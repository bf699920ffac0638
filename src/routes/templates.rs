//! Template list and builder.

use actix_session::Session;
use actix_web::{HttpResponse, Responder, get, post, web};
use actix_web_flash_messages::IncomingFlashMessages;
use serde::Deserialize;
use tera::{Context, Tera};

use crate::auth::AuthenticatedUser;
use crate::domain::qc_template::{ContextType, InputType};
use crate::dto::qc::{BuilderOutcome, BuilderPageData};
use crate::i18n::translate;
use crate::models::config::ServerConfig;
use crate::repository::BackendRepository;
use crate::routes::{
    action_error, action_result, base_context, flash_success, page_error, preferences, redirect,
    render_template,
};
use crate::services::qc_templates as templates_service;

#[derive(Deserialize)]
struct SearchQuery {
    search: Option<String>,
}

#[get("/templates")]
pub async fn show_templates(
    query: web::Query<SearchQuery>,
    user: AuthenticatedUser,
    session: Session,
    backend: web::Data<BackendRepository>,
    flash_messages: IncomingFlashMessages,
    server_config: web::Data<ServerConfig>,
    tera: web::Data<Tera>,
) -> impl Responder {
    let prefs = preferences(&session);
    let mut context = base_context(&flash_messages, Some(&user), "templates", &prefs, &server_config);

    match templates_service::list_templates(
        &backend.for_user(&user),
        &user,
        query.into_inner().search,
    )
    .await
    {
        Ok(data) => {
            let point_counts: Vec<usize> = data
                .templates
                .iter()
                .map(|t| t.control_point_count())
                .collect();
            context.insert("templates", &data.templates);
            context.insert("point_counts", &point_counts);
            context.insert("search", &data.search);
            render_template(&tera, "templates/index.html", &context)
        }
        Err(err) => page_error(err, &tera, context, prefs.language, "/"),
    }
}

fn render_builder(
    tera: &Tera,
    mut context: Context,
    page: &BuilderPageData,
    error: Option<&str>,
) -> HttpResponse {
    let authoring = InputType::AUTHORING;
    let input_types: Vec<&str> = authoring.iter().map(InputType::as_str).collect();
    let context_types: Vec<&str> = ContextType::ALL.iter().map(|c| c.as_str()).collect();
    let action = match page.template_id {
        Some(id) => format!("/templates/{id}/edit"),
        None => "/templates/new".to_string(),
    };

    context.insert("template_id", &page.template_id);
    context.insert("header", &page.header);
    context.insert("points", &page.points);
    context.insert("products", &page.products);
    context.insert("machines", &page.machines);
    context.insert("input_types", &input_types);
    context.insert("context_types", &context_types);
    context.insert("form_action", &action);
    context.insert("builder_error", &error);
    render_template(tera, "templates/builder.html", &context)
}

#[get("/templates/new")]
pub async fn new_template(
    user: AuthenticatedUser,
    session: Session,
    backend: web::Data<BackendRepository>,
    flash_messages: IncomingFlashMessages,
    server_config: web::Data<ServerConfig>,
    tera: web::Data<Tera>,
) -> impl Responder {
    let prefs = preferences(&session);
    let context = base_context(&flash_messages, Some(&user), "templates", &prefs, &server_config);

    match templates_service::load_builder(&backend.for_user(&user), &user, None).await {
        Ok(page) => render_builder(&tera, context, &page, None),
        Err(err) => page_error(err, &tera, context, prefs.language, "/templates"),
    }
}

#[get("/templates/{template_id}/edit")]
pub async fn edit_template(
    template_id: web::Path<i64>,
    user: AuthenticatedUser,
    session: Session,
    backend: web::Data<BackendRepository>,
    flash_messages: IncomingFlashMessages,
    server_config: web::Data<ServerConfig>,
    tera: web::Data<Tera>,
) -> impl Responder {
    let prefs = preferences(&session);
    let context = base_context(&flash_messages, Some(&user), "templates", &prefs, &server_config);

    match templates_service::load_builder(
        &backend.for_user(&user),
        &user,
        Some(template_id.into_inner()),
    )
    .await
    {
        Ok(page) => render_builder(&tera, context, &page, None),
        Err(err) => page_error(err, &tera, context, prefs.language, "/templates"),
    }
}

#[allow(clippy::too_many_arguments)]
async fn post_builder(
    template_id: Option<i64>,
    user: AuthenticatedUser,
    session: Session,
    backend: web::Data<BackendRepository>,
    flash_messages: IncomingFlashMessages,
    server_config: web::Data<ServerConfig>,
    tera: web::Data<Tera>,
    body: web::Bytes,
) -> HttpResponse {
    let prefs = preferences(&session);
    let lang = prefs.language;
    let back = match template_id {
        Some(id) => format!("/templates/{id}/edit"),
        None => "/templates/new".to_string(),
    };

    match templates_service::save_template(&backend.for_user(&user), &user, template_id, &body)
        .await
    {
        Ok(BuilderOutcome::Saved(template)) => {
            log::debug!("Builder saved template {}", template.id);
            flash_success(lang, "template_saved");
            redirect("/templates")
        }
        Ok(BuilderOutcome::Rerender { page, error }) => {
            let context =
                base_context(&flash_messages, Some(&user), "templates", &prefs, &server_config);
            render_builder(&tera, context, &page, error.map(|key| translate(lang, key)))
        }
        Err(err) => action_error(err, lang, &back),
    }
}

#[post("/templates/new")]
pub async fn create_template(
    user: AuthenticatedUser,
    session: Session,
    backend: web::Data<BackendRepository>,
    flash_messages: IncomingFlashMessages,
    server_config: web::Data<ServerConfig>,
    tera: web::Data<Tera>,
    body: web::Bytes,
) -> impl Responder {
    post_builder(None, user, session, backend, flash_messages, server_config, tera, body).await
}

#[post("/templates/{template_id}/edit")]
pub async fn update_template(
    template_id: web::Path<i64>,
    user: AuthenticatedUser,
    session: Session,
    backend: web::Data<BackendRepository>,
    flash_messages: IncomingFlashMessages,
    server_config: web::Data<ServerConfig>,
    tera: web::Data<Tera>,
    body: web::Bytes,
) -> impl Responder {
    post_builder(
        Some(template_id.into_inner()),
        user,
        session,
        backend,
        flash_messages,
        server_config,
        tera,
        body,
    )
    .await
}

#[post("/templates/{template_id}/delete")]
pub async fn delete_template(
    template_id: web::Path<i64>,
    user: AuthenticatedUser,
    session: Session,
    backend: web::Data<BackendRepository>,
) -> impl Responder {
    let result =
        templates_service::delete_template(&backend.for_user(&user), &user, template_id.into_inner())
            .await;
    action_result(result, preferences(&session).language, "deleted", "/templates")
}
--------------------------------------------------
§ PROMPT
Where a line of the entries contains "match", report that line.

§ SOLUTION TO THIS EXERCISE
    match templates_service::list_templates(
    let action = match page.template_id {
    match templates_service::load_builder(&backend.for_user(&user), &user, None).await {
    match templates_service::load_builder(
    let back = match template_id {
    match templates_service::save_template(&backend.for_user(&user), &user, template_id, &body)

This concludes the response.